_Exercise details_
Where the data below has the string "derived", return the whole line.

_Exercise materials_
Content starts
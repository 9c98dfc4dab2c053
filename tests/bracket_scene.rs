//! Scene files and bracket-derived connectors, end to end

use std::fs;

use pretty_assertions::assert_eq;

use bracket_connectors::{
    connections_for, layout_scene, render_scene, to_path_lines, BracketMatch, ConnectorStyle,
    RenderConfig, Scene, SceneError, SvgConfig,
};

/// Eight-team knockout: quarter-finals, semi-finals, final, and bronze match
const KNOCKOUT: &str = r##"
[container]
left = 40
top = 100
width = 900
height = 400

[anchors]
qf-1 = { left = 40, top = 100, width = 160, height = 60 }
qf-2 = { left = 40, top = 200, width = 160, height = 60 }
qf-3 = { left = 40, top = 300, width = 160, height = 60 }
qf-4 = { left = 40, top = 400, width = 160, height = 60 }
sf-1 = { left = 300, top = 150, width = 160, height = 60 }
sf-2 = { left = 300, top = 350, width = 160, height = 60 }
final = { left = 560, top = 250, width = 160, height = 60 }
bronze = { left = 560, top = 400, width = 160, height = 60 }

[[matches]]
id = "qf-1"
next_win = "sf-1"

[[matches]]
id = "qf-2"
next_win = "sf-1"

[[matches]]
id = "qf-3"
next_win = "sf-2"

[[matches]]
id = "qf-4"
next_win = "sf-2"

[[matches]]
id = "sf-1"
next_win = "final"
next_lose = "bronze"

[[matches]]
id = "sf-2"
next_win = "final"
next_lose = "bronze"

[[matches]]
id = "final"

[[matches]]
id = "bronze"

[render]
stroke = "#64748b"
dash_pattern = "4,4"
"##;

#[test]
fn test_knockout_connectors() {
    let scene = Scene::from_str(KNOCKOUT).expect("Should parse");
    let paths = layout_scene(&scene);

    let summary: Vec<(&str, &ConnectorStyle)> =
        paths.iter().map(|p| (p.key.as_str(), &p.style)).collect();
    assert_eq!(
        summary,
        vec![
            ("qf-1-sf-1", &ConnectorStyle::Orthogonal),
            ("qf-2-sf-1", &ConnectorStyle::Orthogonal),
            ("qf-3-sf-2", &ConnectorStyle::Orthogonal),
            ("qf-4-sf-2", &ConnectorStyle::Orthogonal),
            ("sf-1-final", &ConnectorStyle::Orthogonal),
            ("sf-1-bronze", &ConnectorStyle::Dashed),
            ("sf-2-final", &ConnectorStyle::Orthogonal),
            ("sf-2-bronze", &ConnectorStyle::Dashed),
        ]
    );
}

#[test]
fn test_knockout_path_data() {
    let scene = Scene::from_str(KNOCKOUT).expect("Should parse");
    let lines = to_path_lines(&layout_scene(&scene));

    insta::assert_snapshot!(lines, @r"
    qf-1-sf-1	M160 30 L210 30 L210 80 L260 80
    qf-2-sf-1	M160 130 L210 130 L210 80 L260 80
    qf-3-sf-2	M160 230 L210 230 L210 280 L260 280
    qf-4-sf-2	M160 330 L210 330 L210 280 L260 280
    sf-1-final	M420 80 L470 80 L470 180 L520 180
    sf-1-bronze	M420 80 L470 80 L470 330 L520 330
    sf-2-final	M420 280 L470 280 L470 180 L520 180
    sf-2-bronze	M420 280 L470 280 L470 330 L520 330
    ");
}

#[test]
fn test_knockout_svg() {
    let scene = Scene::from_str(KNOCKOUT).expect("Should parse");
    let svg = render_scene(&scene, &RenderConfig::default());

    assert!(svg.contains(r#"viewBox="0 0 900 400""#));
    assert_eq!(svg.matches("<path").count(), 8);
    assert_eq!(svg.matches(r#"stroke-dasharray="4,4""#).count(), 2);
    assert_eq!(svg.matches(r##"stroke="#64748b""##).count(), 8);
}

#[test]
fn test_scene_settings_override_config() {
    let scene = Scene::from_str(KNOCKOUT).expect("Should parse");
    let config = RenderConfig::new().with_svg(
        SvgConfig::new()
            .with_stroke("black")
            .with_stroke_width(3.0)
            .with_pretty_print(false),
    );
    let svg = render_scene(&scene, &config);

    // Scene stroke wins, config width survives
    assert!(svg.contains(r##"stroke="#64748b" stroke-width="3""##));
    assert!(!svg.contains('\n'));
}

#[test]
fn test_bronze_missing_from_screen() {
    let mut scene = Scene::from_str(KNOCKOUT).expect("Should parse");
    scene.anchors.remove("bronze");
    let paths = layout_scene(&scene);

    assert_eq!(paths.len(), 6);
    assert!(paths.iter().all(|p| p.style != ConnectorStyle::Dashed));
}

#[test]
fn test_explicit_connections_precede_bracket() {
    let mut scene = Scene::from_str(KNOCKOUT).expect("Should parse");
    scene.connections.push(bracket_connectors::ConnectionRequest::new(
        "qf-1", "bronze", "straight",
    ));
    let requests = scene.connection_requests();

    assert_eq!(requests[0].key(), "qf-1-bronze");
    assert_eq!(requests.len(), 9);
}

#[test]
fn test_connections_for_matches_scene() {
    let scene = Scene::from_str(KNOCKOUT).expect("Should parse");
    let built = connections_for(&[
        BracketMatch::new("sf-1")
            .with_next_win("final")
            .with_next_lose("bronze"),
    ]);
    let from_scene: Vec<_> = scene
        .connection_requests()
        .into_iter()
        .filter(|r| r.source == "sf-1")
        .collect();

    assert_eq!(built, from_scene);
}

#[test]
fn test_scene_from_json_file() {
    let dir = std::env::temp_dir().join(format!("bracket-connectors-{}", std::process::id()));
    fs::create_dir_all(&dir).expect("Should create temp dir");
    let path = dir.join("scene.json");
    fs::write(
        &path,
        r#"{
            "container": {"left": 0, "top": 0, "width": 300, "height": 100},
            "anchors": {
                "a": {"left": 0, "top": 0, "width": 100, "height": 40},
                "b": {"left": 200, "top": 60, "width": 100, "height": 40}
            },
            "matches": [{"id": "a", "next_win": "b"}]
        }"#,
    )
    .expect("Should write scene");

    let scene = Scene::from_file(&path).expect("Should load");
    let paths = layout_scene(&scene);
    fs::remove_dir_all(&dir).ok();

    assert_eq!(paths.len(), 1);
    assert_eq!(paths[0].to_svg_d(), "M100 20 L150 20 L150 80 L200 80");
}

#[test]
fn test_missing_scene_file() {
    let result = Scene::from_file(std::path::Path::new("/definitely/not/here.toml"));
    assert!(matches!(result, Err(SceneError::Io(_))));
}
//! Core types for connector layout

use std::fmt;

use serde::{Deserialize, Serialize};

/// A 2D point in container-relative coordinates
#[derive(Debug, Clone, Copy, PartialEq, Serialize, Deserialize)]
pub struct Point {
    pub x: f64,
    pub y: f64,
}

impl Point {
    pub fn new(x: f64, y: f64) -> Self {
        Self { x, y }
    }
}

/// A rectangle as reported by the host rendering layer
#[derive(Debug, Clone, Copy, PartialEq, Default, Serialize, Deserialize)]
pub struct Rect {
    pub left: f64,
    pub top: f64,
    pub width: f64,
    pub height: f64,
}

impl Rect {
    pub fn new(left: f64, top: f64, width: f64, height: f64) -> Self {
        Self {
            left,
            top,
            width,
            height,
        }
    }

    /// Right edge x-coordinate
    pub fn right(&self) -> f64 {
        self.left + self.width
    }

    /// Bottom edge y-coordinate
    pub fn bottom(&self) -> f64 {
        self.top + self.height
    }

    /// Center point of the rectangle
    pub fn center(&self) -> Point {
        Point {
            x: self.left + self.width / 2.0,
            y: self.top + self.height / 2.0,
        }
    }

    /// This rectangle with its origin moved into `frame`'s coordinate space
    pub fn relative_to(&self, frame: &Rect) -> Rect {
        Rect::new(
            self.left - frame.left,
            self.top - frame.top,
            self.width,
            self.height,
        )
    }
}

/// Line style of a connector
///
/// Parsing is total: unknown style strings are kept verbatim in `Other`
/// and are drawn as straight lines.
#[derive(Debug, Clone, PartialEq, Eq, Hash, Default, Serialize, Deserialize)]
#[serde(from = "String", into = "String")]
pub enum ConnectorStyle {
    /// Single segment from source to target
    #[default]
    Straight,
    /// Three-segment elbow sharing a vertical spine at the horizontal midpoint
    Orthogonal,
    /// Orthogonal geometry, drawn with a dashed stroke
    Dashed,
    /// Any other style name
    Other(String),
}

impl ConnectorStyle {
    pub fn as_str(&self) -> &str {
        match self {
            Self::Straight => "straight",
            Self::Orthogonal => "orthogonal",
            Self::Dashed => "dashed",
            Self::Other(name) => name,
        }
    }

    /// Whether this style routes along the orthogonal elbow
    pub fn is_orthogonal(&self) -> bool {
        matches!(self, Self::Orthogonal | Self::Dashed)
    }
}

impl From<&str> for ConnectorStyle {
    fn from(s: &str) -> Self {
        match s {
            "straight" => Self::Straight,
            "orthogonal" => Self::Orthogonal,
            "dashed" => Self::Dashed,
            other => Self::Other(other.to_string()),
        }
    }
}

impl From<String> for ConnectorStyle {
    fn from(s: String) -> Self {
        match s.as_str() {
            "straight" | "orthogonal" | "dashed" => Self::from(s.as_str()),
            _ => Self::Other(s),
        }
    }
}

impl From<ConnectorStyle> for String {
    fn from(style: ConnectorStyle) -> Self {
        match style {
            ConnectorStyle::Other(name) => name,
            known => known.as_str().to_string(),
        }
    }
}

impl fmt::Display for ConnectorStyle {
    fn fmt(&self, f: &mut fmt::Formatter<'_>) -> fmt::Result {
        f.write_str(self.as_str())
    }
}

/// A request to connect two anchors, supplied fresh on each layout pass
#[derive(Debug, Clone, PartialEq, Serialize, Deserialize)]
pub struct ConnectionRequest {
    pub source: String,
    pub target: String,
    #[serde(default)]
    pub style: ConnectorStyle,
}

impl ConnectionRequest {
    pub fn new(
        source: impl Into<String>,
        target: impl Into<String>,
        style: impl Into<ConnectorStyle>,
    ) -> Self {
        Self {
            source: source.into(),
            target: target.into(),
            style: style.into(),
        }
    }

    /// Identity of the connector across layout passes
    pub fn key(&self) -> String {
        format!("{}-{}", self.source, self.target)
    }
}

/// A routed connector ready for rendering
#[derive(Debug, Clone, PartialEq, Serialize)]
pub struct ConnectorPath {
    pub key: String,
    pub style: ConnectorStyle,
    pub points: Vec<Point>,
}

impl ConnectorPath {
    /// SVG path `d` attribute for this connector
    pub fn to_svg_d(&self) -> String {
        crate::renderer::path::ResolvedPath::from_points(&self.points).to_svg_d()
    }
}
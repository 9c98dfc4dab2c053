//! Error types for loading scenes and rendering them

use thiserror::Error;

/// Errors that can occur when loading or parsing a scene
#[derive(Error, Debug)]
pub enum SceneError {
    #[error("Failed to read scene file: {0}")]
    Io(#[from] std::io::Error),
    #[error("Failed to parse scene TOML: {0}")]
    Toml(#[from] toml::de::Error),
    #[error("Failed to parse scene JSON: {0}")]
    Json(#[from] serde_json::Error),
}

/// Errors that can occur during the render pipeline
#[derive(Debug, Error)]
pub enum RenderError {
    /// Error while loading the scene
    #[error("scene error: {0}")]
    Scene(#[from] SceneError),

    /// Error while serializing connector output
    #[error("output error: {0}")]
    Output(#[from] serde_json::Error),
}

#[cfg(test)]
mod tests {
    use super::*;

    #[test]
    fn test_scene_error_display() {
        let err: SceneError = toml::from_str::<toml::Value>("= nope")
            .expect_err("Should fail")
            .into();
        assert!(err.to_string().contains("TOML"));
    }

    #[test]
    fn test_render_error_wraps_scene_error() {
        let io = std::io::Error::new(std::io::ErrorKind::NotFound, "missing");
        let err = RenderError::from(SceneError::from(io));
        assert!(matches!(err, RenderError::Scene(SceneError::Io(_))));
        assert!(err.to_string().contains("missing"));
    }
}
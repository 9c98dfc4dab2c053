//! Connector requests derived from bracket progression
//!
//! A match's winner advances along a solid orthogonal connector. Its
//! loser, when the bracket has somewhere to send it (the bronze match
//! for semi-final losers), drops along a dashed one.

use serde::{Deserialize, Serialize};

use crate::layout::{ConnectionRequest, ConnectorStyle};

/// A bracket match and where its winner and loser go next
///
/// The match id doubles as the anchor id of its box on screen.
#[derive(Debug, Clone, PartialEq, Eq, Default, Serialize, Deserialize)]
pub struct BracketMatch {
    pub id: String,
    #[serde(default, skip_serializing_if = "Option::is_none")]
    pub next_win: Option<String>,
    #[serde(default, skip_serializing_if = "Option::is_none")]
    pub next_lose: Option<String>,
}

impl BracketMatch {
    pub fn new(id: impl Into<String>) -> Self {
        Self {
            id: id.into(),
            ..Self::default()
        }
    }

    /// Set the match the winner advances to
    pub fn with_next_win(mut self, id: impl Into<String>) -> Self {
        self.next_win = Some(id.into());
        self
    }

    /// Set the match the loser drops to
    pub fn with_next_lose(mut self, id: impl Into<String>) -> Self {
        self.next_lose = Some(id.into());
        self
    }
}

/// Build connection requests for every progression link, in match order
///
/// Winner links come before loser links for the same match. Links are
/// emitted even when the target is not in `matches`; the layout pass
/// drops them if the target box is not on screen.
pub fn connections_for(matches: &[BracketMatch]) -> Vec<ConnectionRequest> {
    let mut requests = Vec::new();

    for m in matches {
        if let Some(next) = link(&m.next_win) {
            requests.push(ConnectionRequest::new(
                m.id.clone(),
                next,
                ConnectorStyle::Orthogonal,
            ));
        }
        if let Some(next) = link(&m.next_lose) {
            requests.push(ConnectionRequest::new(
                m.id.clone(),
                next,
                ConnectorStyle::Dashed,
            ));
        }
    }

    requests
}

// Blank ids come through from serialized brackets with unset links
fn link(id: &Option<String>) -> Option<&str> {
    id.as_deref().filter(|s| !s.trim().is_empty())
}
Content ends
_Task output_
//! Scene files and bracket-derived connectors, end to end
//! Connector requests derived from bracket progression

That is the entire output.